Here goes my vitality

Self harm was many things for me, but I didn't think of it like this before (so it's a little weird that I randomly have the idea/inspiration for this, right?).
Now that I think more about it, I think it sometimes might really have been a way to find answers.

I often used self harm to shut off my emotions and thoughts, so I could think clear again.

I asked myself if I was bad enough and doing it meant yes. It proved how broken I was and therefore gave me a comforting feeling if validation.

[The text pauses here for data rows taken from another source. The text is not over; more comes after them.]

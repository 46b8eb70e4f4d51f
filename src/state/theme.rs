/// Theme preference store
///
/// Holds the dark/light flag and the named color theme, and persists both
/// to the settings file synchronously on every mutation. The store is
/// constructed once at startup and injected into the application struct;
/// nothing else reads or writes the preference.
///
/// First-launch fallbacks: the dark flag follows the system preference and
/// the color theme is green. Unrecognized persisted values silently fall
/// back the same way.

use crate::color;
use crate::config::{self, Config};
use iced::theme::Palette;
use iced::{Color, Theme};
use std::path::PathBuf;

/// The named color palettes selectable from the header.
#[derive(Debug, Clone, Copy, PartialEq, Eq, Default)]
pub enum ColorTheme {
    #[default]
    Green,
    Turquoise,
    Amaretto,
    Burgundy,
    Boring,
    NeoBrutalism,
}

impl ColorTheme {
    /// All themes, in picker order.
    pub const ALL: [ColorTheme; 6] = [
        ColorTheme::Green,
        ColorTheme::Turquoise,
        ColorTheme::Amaretto,
        ColorTheme::Burgundy,
        ColorTheme::Boring,
        ColorTheme::NeoBrutalism,
    ];

    /// The persisted (and displayed) name of this theme.
    pub fn as_str(&self) -> &'static str {
        match self {
            ColorTheme::Green => "green",
            ColorTheme::Turquoise => "turquoise",
            ColorTheme::Amaretto => "amaretto",
            ColorTheme::Burgundy => "burgundy",
            ColorTheme::Boring => "boring",
            ColorTheme::NeoBrutalism => "neo-brutalism",
        }
    }

    /// Parse a persisted name. Returns None for anything unrecognized so
    /// the caller can fall back to the default without erroring.
    pub fn parse(name: &str) -> Option<Self> {
        ColorTheme::ALL.iter().copied().find(|t| t.as_str() == name)
    }

    /// The accent color of this theme.
    ///
    /// The chromatic palettes are defined in OKLCH at matched lightness
    /// and chroma so they read as a family; neo-brutalism uses its fixed
    /// violet hex.
    pub fn accent(&self) -> Color {
        match self {
            ColorTheme::Green => color::oklch(0.58, 0.12, 145.0),
            ColorTheme::Turquoise => color::oklch(0.58, 0.14, 200.0),
            ColorTheme::Amaretto => color::oklch(0.58, 0.14, 55.0),
            ColorTheme::Burgundy => color::oklch(0.58, 0.14, 15.0),
            ColorTheme::Boring => color::oklch(0.50, 0.0, 0.0),
            ColorTheme::NeoBrutalism => color::hex(0xA8A6FF),
        }
    }

    /// Swatch colors shown in the picker. All themes show a single color
    /// except neo-brutalism, whose swatch is a violet/pink/lime stack.
    pub fn swatch(&self) -> Vec<Color> {
        match self {
            ColorTheme::NeoBrutalism => {
                vec![color::hex(0xA8A6FF), color::hex(0xFFA6F6), color::hex(0xB8FF9F)]
            }
            other => vec![other.accent()],
        }
    }
}

/// The full persisted preference: dark flag plus color theme.
#[derive(Debug, Clone, Copy, PartialEq, Eq, Default)]
pub struct ThemePreference {
    pub dark: bool,
    pub color: ColorTheme,
}

impl ThemePreference {
    /// Build the iced theme for this preference.
    pub fn iced_theme(&self) -> Theme {
        let accent = self.color.accent();
        let (background, text) = if self.dark {
            // Near-black surface with a faint accent tint
            (
                color::mix(Color::from_rgb(0.07, 0.07, 0.08), accent, 0.04),
                Color::from_rgb(0.93, 0.93, 0.92),
            )
        } else {
            (
                color::mix(Color::from_rgb(0.97, 0.97, 0.96), accent, 0.04),
                Color::from_rgb(0.12, 0.12, 0.13),
            )
        };

        Theme::custom(
            format!("folio-{}", self.color.as_str()),
            Palette {
                background,
                text,
                primary: accent,
                success: color::oklch(0.58, 0.12, 145.0),
                danger: color::oklch(0.55, 0.16, 25.0),
            },
        )
    }

    /// Muted text color derived from the palette.
    pub fn muted_text(&self) -> Color {
        let theme = if self.dark {
            Color::from_rgb(0.62, 0.62, 0.64)
        } else {
            Color::from_rgb(0.42, 0.42, 0.44)
        };
        color::mix(theme, self.color.accent(), 0.12)
    }
}

/// The explicit preference store: getters, mutators, synchronous
/// persistence. The optional path override exists for tests; the default
/// store writes through the `config` module's standard location.
#[derive(Debug)]
pub struct ThemeStore {
    prefs: ThemePreference,
    path: Option<PathBuf>,
}

impl ThemeStore {
    /// Load the store from the default settings location, falling back to
    /// the system dark-mode preference and the green theme.
    pub fn load() -> Self {
        Self::from_config(config::load(), None)
    }

    /// Load the store from an explicit settings path (tests).
    #[cfg(test)]
    pub fn load_from(path: PathBuf) -> Self {
        Self::from_config(config::load_from_path(&path), Some(path))
    }

    fn from_config(config: Config, path: Option<PathBuf>) -> Self {
        let dark = match config.theme.as_deref() {
            Some("dark") => true,
            Some("light") => false,
            // Nothing persisted (or junk): follow the system preference
            _ => matches!(dark_light::detect(), Ok(dark_light::Mode::Dark)),
        };
        let color = config
            .color_theme
            .as_deref()
            .and_then(ColorTheme::parse)
            .unwrap_or_default();

        ThemeStore {
            prefs: ThemePreference { dark, color },
            path,
        }
    }

    pub fn preference(&self) -> ThemePreference {
        self.prefs
    }

    pub fn is_dark(&self) -> bool {
        self.prefs.dark
    }

    pub fn color_theme(&self) -> ColorTheme {
        self.prefs.color
    }

    /// Flip dark/light and persist immediately.
    pub fn toggle_dark_mode(&mut self) {
        self.prefs.dark = !self.prefs.dark;
        self.persist();
    }

    /// Switch the color theme and persist immediately.
    pub fn set_color_theme(&mut self, color: ColorTheme) {
        self.prefs.color = color;
        self.persist();
    }

    fn persist(&self) {
        let config = Config {
            theme: Some(if self.prefs.dark { "dark" } else { "light" }.to_string()),
            color_theme: Some(self.prefs.color.as_str().to_string()),
        };
        let result = match &self.path {
            Some(path) => config::save_to_path(&config, path),
            None => config::save(&config),
        };
        if let Err(e) = result {
            // Losing the preference is not fatal; the session keeps its
            // in-memory value
            eprintln!("⚠️  Failed to save theme preference: {e}");
        }
    }
}
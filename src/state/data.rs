/// Static page content
///
/// The work-history entries are fixed configuration data, embedded at
/// compile time from `assets/jobs.json` and parsed once at startup. They
/// never change while the app runs; all mutable state lives in the viewer
/// and theme modules.

use crate::error::Result;
use serde::Deserialize;

/// The embedded manifest source.
const MANIFEST: &str = include_str!("../../assets/jobs.json");

/// The thumbnail strip shows at most this many images per job.
pub const MAX_THUMBNAILS: usize = 4;

/// Top-level manifest layout.
#[derive(Debug, Deserialize)]
pub struct Manifest {
    pub owner: String,
    pub tagline: String,
    pub jobs: Vec<JobEntry>,
}

/// One work-history entry and its image set.
#[derive(Debug, Clone, Deserialize)]
pub struct JobEntry {
    pub title: String,
    #[serde(default)]
    pub date: String,
    pub description: String,
    /// Round icon shown beside the title, relative to the assets root
    #[serde(default)]
    pub icon: Option<String>,
    /// Ordered image paths, relative to the assets root
    #[serde(default)]
    pub images: Vec<String>,
    /// Captions aligned with `images`; shorter lists render as empty
    #[serde(default)]
    pub captions: Vec<String>,
    /// Display position on the page, assigned after parsing
    #[serde(skip)]
    pub index: usize,
}

impl JobEntry {
    /// Images shown in the thumbnail strip (clamped to `MAX_THUMBNAILS`).
    pub fn display_images(&self) -> &[String] {
        let count = self.images.len().min(MAX_THUMBNAILS);
        &self.images[..count]
    }

    /// The caption for an image index, empty if none was provided.
    pub fn caption(&self, image: usize) -> &str {
        self.captions.get(image).map(String::as_str).unwrap_or("")
    }

    /// The image path for an index, if the manifest lists one.
    pub fn image(&self, image: usize) -> Option<&str> {
        self.images.get(image).map(String::as_str)
    }
}

/// Parse the embedded manifest and assign display indexes.
pub fn load_manifest() -> Result<Manifest> {
    let mut manifest: Manifest = serde_json::from_str(MANIFEST)?;
    for (index, job) in manifest.jobs.iter_mut().enumerate() {
        job.index = index;
    }
    Ok(manifest)
}

/// Load the manifest, degrading to an empty page on a malformed file.
/// A bad manifest is a packaging mistake, not a user error, so it is
/// logged and the app still starts.
pub fn load_manifest_or_empty() -> Manifest {
    match load_manifest() {
        Ok(manifest) => manifest,
        Err(e) => {
            eprintln!("⚠️  Failed to parse job manifest: {e}");
            Manifest {
                owner: String::new(),
                tagline: String::new(),
                jobs: Vec::new(),
            }
        }
    }
}

#[cfg(test)]
mod tests {
    use super::*;

    #[test]
    fn test_embedded_manifest_parses() {
        let manifest = load_manifest().expect("embedded manifest must parse");
        assert_eq!(manifest.jobs.len(), 3);
        assert!(!manifest.owner.is_empty());
    }

    #[test]
    fn test_display_indexes_are_sequential() {
        let manifest = load_manifest().unwrap();
        for (i, job) in manifest.jobs.iter().enumerate() {
            assert_eq!(job.index, i);
        }
    }

    #[test]
    fn test_captions_align_with_images() {
        let manifest = load_manifest().unwrap();
        for job in &manifest.jobs {
            for i in 0..job.images.len() {
                // Never panics, even past the caption list
                let _ = job.caption(i);
            }
            assert_eq!(job.caption(job.images.len() + 10), "");
        }
    }

    #[test]
    fn test_thumbnail_strip_is_clamped() {
        let job = JobEntry {
            title: "test".into(),
            date: String::new(),
            description: String::new(),
            icon: None,
            images: (0..7).map(|i| format!("img-{i}.png")).collect(),
            captions: Vec::new(),
            index: 0,
        };
        assert_eq!(job.display_images().len(), MAX_THUMBNAILS);

        let empty = JobEntry { images: Vec::new(), ..job };
        assert!(empty.display_images().is_empty());
    }

    #[test]
    fn test_missing_image_index_is_none() {
        let manifest = load_manifest().unwrap();
        let job = &manifest.jobs[0];
        assert!(job.image(0).is_some());
        assert!(job.image(99).is_none());
    }
}
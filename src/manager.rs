//! The icon manager: turns an [`IconSpec`] into a complete [`IconSet`].
//!
//! The manager owns the only live icon set. Every load releases the previous
//! generation before the first new image is produced, and every load yields
//! an image at each of [`ICON_SIZES`], falling back tier by tier:
//!
//! 1. the configured source (template, theme image or user file)
//! 2. the bundled raster fallback for that size
//! 3. the procedural circle-and-badge icon

use std::rc::Rc;

use image::RgbaImage;

use crate::color::{ColorTriple, OverlaySpec};
use crate::error::{Error, Result};
use crate::icon::{ICON_SIZES, IconImage, IconSet};
use crate::render::fallback::bundled_fallback;
use crate::render::{OverlayCompositor, TemplateRenderer, decode_image, procedural_icon, scale_to};
use crate::resolve::IconSpec;
use crate::resources::{PredefinedTheme, ResourceProvider};

/// What each size of a load is produced from.
enum Source {
    Template {
        renderer: TemplateRenderer,
        primary: ColorTriple,
        secondary: ColorTriple,
        accent: ColorTriple,
    },
    Raster(RgbaImage),
    Fallback,
}

// ============================================================================
// IconManager
// ============================================================================

/// Renders, caches and disposes the icon set.
pub struct IconManager {
    resources: Rc<dyn ResourceProvider>,
    icons: IconSet,
    using_fallback: bool,
    compositor: Option<OverlayCompositor>,
}

impl IconManager {
    pub fn new(resources: Rc<dyn ResourceProvider>) -> Self {
        Self {
            resources,
            icons: IconSet::new(),
            using_fallback: false,
            compositor: None,
        }
    }

    /// Uses `compositor` for overlay text instead of loading system fonts on
    /// first use.
    pub fn with_compositor(mut self, compositor: OverlayCompositor) -> Self {
        self.compositor = Some(compositor);
        self
    }

    /// Disposes the current set and produces a new one for `spec`.
    ///
    /// Never fails and never returns a partial set.
    pub fn load_from_spec(&mut self, spec: &IconSpec) -> &IconSet {
        self.dispose_all();
        self.icons.begin_generation();
        self.using_fallback = matches!(spec, IconSpec::Fallback);

        let source = match self.prepare(spec) {
            Ok(source) => source,
            Err(e) => {
                log::warn!("Cannot load icon source ({spec}): {e}; using fallback");
                self.using_fallback = true;
                Source::Fallback
            }
        };

        let overlay = match spec {
            IconSpec::CustomColors { overlay, .. } if !overlay.is_empty() => {
                self.compositor.get_or_insert_with(OverlayCompositor::with_system_fonts);
                Some(overlay)
            }
            _ => None,
        };

        for size in ICON_SIZES {
            let mut image = match self.render_size(&source, size) {
                Ok(image) => image,
                Err(e) => {
                    log::warn!("Failed to render {size}px icon: {e}; using fallback");
                    self.using_fallback = true;
                    self.fallback(size)
                }
            };
            if let (Some(overlay), Some(compositor)) = (overlay, &self.compositor) {
                compositor.apply(&mut image, overlay);
            }
            self.icons.insert(IconImage::new(image));
        }

        log::info!(
            "Loaded icon set generation {} ({spec}{})",
            self.icons.generation(),
            if self.using_fallback { ", fallback" } else { "" }
        );
        &self.icons
    }

    /// Releases every cached image. Safe to call repeatedly.
    pub fn dispose_all(&mut self) {
        if !self.icons.is_empty() {
            log::debug!("Disposing icon set generation {}", self.icons.generation());
        }
        self.icons.dispose_all();
    }

    /// Whether any fallback tier was used by the most recent load.
    pub fn is_using_fallback(&self) -> bool {
        self.using_fallback
    }

    /// The current icon set; empty before the first load and after disposal.
    pub fn icons(&self) -> &IconSet {
        &self.icons
    }

    /// Renders one custom-colors icon at any size without touching the
    /// cached set. `None` when the template cannot be rendered.
    pub fn render_preview(
        &mut self,
        size: u32,
        primary: ColorTriple,
        secondary: ColorTriple,
        accent: ColorTriple,
        overlay: &OverlaySpec,
    ) -> Option<RgbaImage> {
        let rendered = TemplateRenderer::load(self.resources.as_ref())
            .and_then(|renderer| renderer.render(size, primary, secondary, accent));
        let mut image = match rendered {
            Ok(image) => image,
            Err(e) => {
                log::warn!("Failed to render icon preview: {e}");
                return None;
            }
        };

        if !overlay.is_empty() {
            self.compositor
                .get_or_insert_with(OverlayCompositor::with_system_fonts)
                .apply(&mut image, overlay);
        }
        Some(image)
    }

    fn prepare(&self, spec: &IconSpec) -> Result<Source> {
        match spec {
            IconSpec::CustomColors {
                primary,
                secondary,
                accent,
                ..
            } => Ok(Source::Template {
                renderer: TemplateRenderer::load(self.resources.as_ref())?,
                primary: *primary,
                secondary: *secondary,
                accent: *accent,
            }),
            IconSpec::Predefined(name) => {
                let theme = PredefinedTheme::from_name(name)
                    .ok_or_else(|| Error::UnknownTheme(name.clone()))?;
                let bytes = self.resources.read(&theme.resource_path())?;
                Ok(Source::Raster(decode_image(&bytes)?))
            }
            IconSpec::CustomFile(path) => {
                let bytes = self.resources.read_file(path)?;
                Ok(Source::Raster(decode_image(&bytes)?))
            }
            IconSpec::Fallback => Ok(Source::Fallback),
        }
    }

    fn render_size(&self, source: &Source, size: u32) -> Result<RgbaImage> {
        match source {
            Source::Template {
                renderer,
                primary,
                secondary,
                accent,
            } => renderer.render(size, *primary, *secondary, *accent),
            Source::Raster(image) => Ok(scale_to(image, size)),
            Source::Fallback => Ok(self.fallback(size)),
        }
    }

    fn fallback(&self, size: u32) -> RgbaImage {
        bundled_fallback(self.resources.as_ref(), size).unwrap_or_else(|e| {
            log::debug!("No bundled {size}px fallback ({e}); drawing icon");
            procedural_icon(size)
        })
    }
}

// ============================================================================
// Tests
// ============================================================================
//! SVG icon template with three replaceable color regions.
//!
//! The template is an ordinary SVG document whose primary, secondary and
//! accent regions are painted with fixed placeholder colors. Rendering a
//! custom icon is a textual substitution of those placeholders followed by
//! rasterization at the requested size.

use resvg::usvg::Options;

use super::rasterize_svg;
use crate::color::ColorTriple;
use crate::error::Result;
use crate::resources::{ResourceProvider, TEMPLATE_PATH};

/// Placeholder for the primary color region.
pub const PRIMARY_TOKEN: &str = "#473788";
/// Placeholder for the secondary color region.
pub const SECONDARY_TOKEN: &str = "#2C2255";
/// Placeholder for the accent color region.
pub const ACCENT_TOKEN: &str = "#F7941E";

/// A loaded icon template, ready to be rendered at any size.
#[derive(Debug, Clone)]
pub struct TemplateRenderer {
    svg: String,
}

impl TemplateRenderer {
    /// Wraps template markup.
    pub fn new(svg: impl Into<String>) -> Self {
        Self { svg: svg.into() }
    }

    /// Loads the template from [`TEMPLATE_PATH`].
    pub fn load(resources: &dyn ResourceProvider) -> Result<Self> {
        let bytes = resources.read(TEMPLATE_PATH)?;
        Ok(Self::new(String::from_utf8_lossy(&bytes).into_owned()))
    }

    pub fn source(&self) -> &str {
        &self.svg
    }

    /// Returns the template markup with the three placeholders replaced.
    ///
    /// Placeholders match case-insensitively. Substitution is a single pass,
    /// so a replacement color that happens to equal another placeholder is
    /// not replaced again.
    pub fn substitute(
        &self,
        primary: ColorTriple,
        secondary: ColorTriple,
        accent: ColorTriple,
    ) -> String {
        replace_tokens(
            &self.svg,
            &[
                (PRIMARY_TOKEN, primary.to_hex()),
                (SECONDARY_TOKEN, secondary.to_hex()),
                (ACCENT_TOKEN, accent.to_hex()),
            ],
        )
    }

    /// Renders a `size_px x size_px` icon with the given colors.
    ///
    /// Failures are returned, not logged; the caller picks the fallback.
    pub fn render(
        &self,
        size_px: u32,
        primary: ColorTriple,
        secondary: ColorTriple,
        accent: ColorTriple,
    ) -> Result<image::RgbaImage> {
        let svg = self.substitute(primary, secondary, accent);
        rasterize_svg(&svg, size_px, size_px, &Options::default())
    }
}

/// Replaces every ASCII-case-insensitive occurrence of each token in one pass.
fn replace_tokens(source: &str, replacements: &[(&str, String)]) -> String {
    let mut result = String::with_capacity(source.len());
    let mut remaining = source;

    'scan: while let Some(ch) = remaining.chars().next() {
        for (token, value) in replacements {
            let head = &remaining.as_bytes()[..token.len().min(remaining.len())];
            if head.eq_ignore_ascii_case(token.as_bytes()) {
                result.push_str(value);
                // tokens are ASCII, so this stays on a char boundary
                remaining = &remaining[token.len()..];
                continue 'scan;
            }
        }
        result.push(ch);
        remaining = &remaining[ch.len_utf8()..];
    }

    result
}
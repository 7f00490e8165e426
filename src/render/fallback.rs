//! Fallback icons for when the configured source cannot be used.
//!
//! Two tiers: a bundled raster (sized, or the original theme scaled), and a
//! procedural circle-with-badge that needs no resources at all.

use image::{Rgba, RgbaImage};

use super::{decode_image, scale_to};
use crate::color::ColorTriple;
use crate::error::Result;
use crate::resources::{PredefinedTheme, ResourceProvider, sized_fallback_path};

/// Fill color of the procedural icon's disc.
pub const FALLBACK_BASE: ColorTriple = ColorTriple::DEFAULT_PRIMARY;
/// Fill color of the procedural icon's corner badge.
pub const FALLBACK_BADGE: ColorTriple = ColorTriple::DEFAULT_ACCENT;

/// Loads the bundled raster fallback for one size.
///
/// Prefers an image made for exactly this size, then scales the original
/// theme image.
pub fn bundled_fallback(resources: &dyn ResourceProvider, size: u32) -> Result<RgbaImage> {
    let bytes = match resources.read(&sized_fallback_path(size)) {
        Ok(bytes) => bytes,
        Err(_) => resources.read(&PredefinedTheme::Original.resource_path())?,
    };
    Ok(scale_to(&decode_image(&bytes)?, size))
}

/// Radius of the procedural icon's corner badge.
pub fn badge_radius(size: u32) -> u32 {
    (size / 5).max(3)
}

/// Draws the procedural fallback icon.
///
/// A disc in [`FALLBACK_BASE`] spanning the square minus a 1px margin, with a
/// [`FALLBACK_BADGE`] badge centered at `size - badge_radius - 1` on both
/// axes. Pixels are either fully opaque or fully transparent.
pub fn procedural_icon(size: u32) -> RgbaImage {
    let base = FALLBACK_BASE.to_rgba(255);
    let badge = FALLBACK_BADGE.to_rgba(255);

    let center = (size as f32 - 1.0) / 2.0;
    let radius = (size as f32 / 2.0 - 1.0).max(0.0);

    let badge_r = badge_radius(size) as i64;
    let badge_c = size as i64 - badge_r - 1;

    RgbaImage::from_fn(size, size, |x, y| {
        let (bx, by) = (x as i64 - badge_c, y as i64 - badge_c);
        if bx * bx + by * by <= badge_r * badge_r {
            return badge;
        }

        let (dx, dy) = (x as f32 - center, y as f32 - center);
        if dx * dx + dy * dy <= radius * radius {
            base
        } else {
            Rgba([0, 0, 0, 0])
        }
    })
}
//! Error types for icon loading, configuration and host interaction.

use std::io;

/// Errors produced while rendering icons, loading resources or talking to the host.
///
/// Most of these never reach a caller: the [`IconManager`](crate::IconManager)
/// turns rendering and loading failures into the next fallback tier and logs
/// them. Preference persistence and host subscription failures are the ones
/// that surface as a `Result`.
#[derive(Debug, thiserror::Error)]
pub enum Error {
    #[error("resource not found: {0}")]
    ResourceMissing(String),

    #[error("unknown predefined icon: {0}")]
    UnknownTheme(String),

    #[error("failed to parse SVG: {0}")]
    Svg(#[from] resvg::usvg::Error),

    #[error("cannot allocate a {0}x{0} pixmap")]
    Pixmap(u32),

    #[error("image error: {0}")]
    Image(#[from] image::ImageError),

    #[error("I/O error: {0}")]
    Io(#[from] io::Error),

    #[error("JSON error: {0}")]
    Json(#[from] serde_json::Error),

    #[error("workbench error: {0}")]
    Host(String),
}

/// Convenience alias.
pub type Result<T> = std::result::Result<T, Error>;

Self harm told and taught me many things, mostly lies. That I deserved to hurt and always would, that I would never be able to get better, that self harm would help.
It offered simple solutions to far too complex problems while I was losing myself in it.

This is unrelated to the poem, but today I'm really proud if my progress so far. I am sure I can and will reach the two year milestone this summer and I want to celebrate it somehow.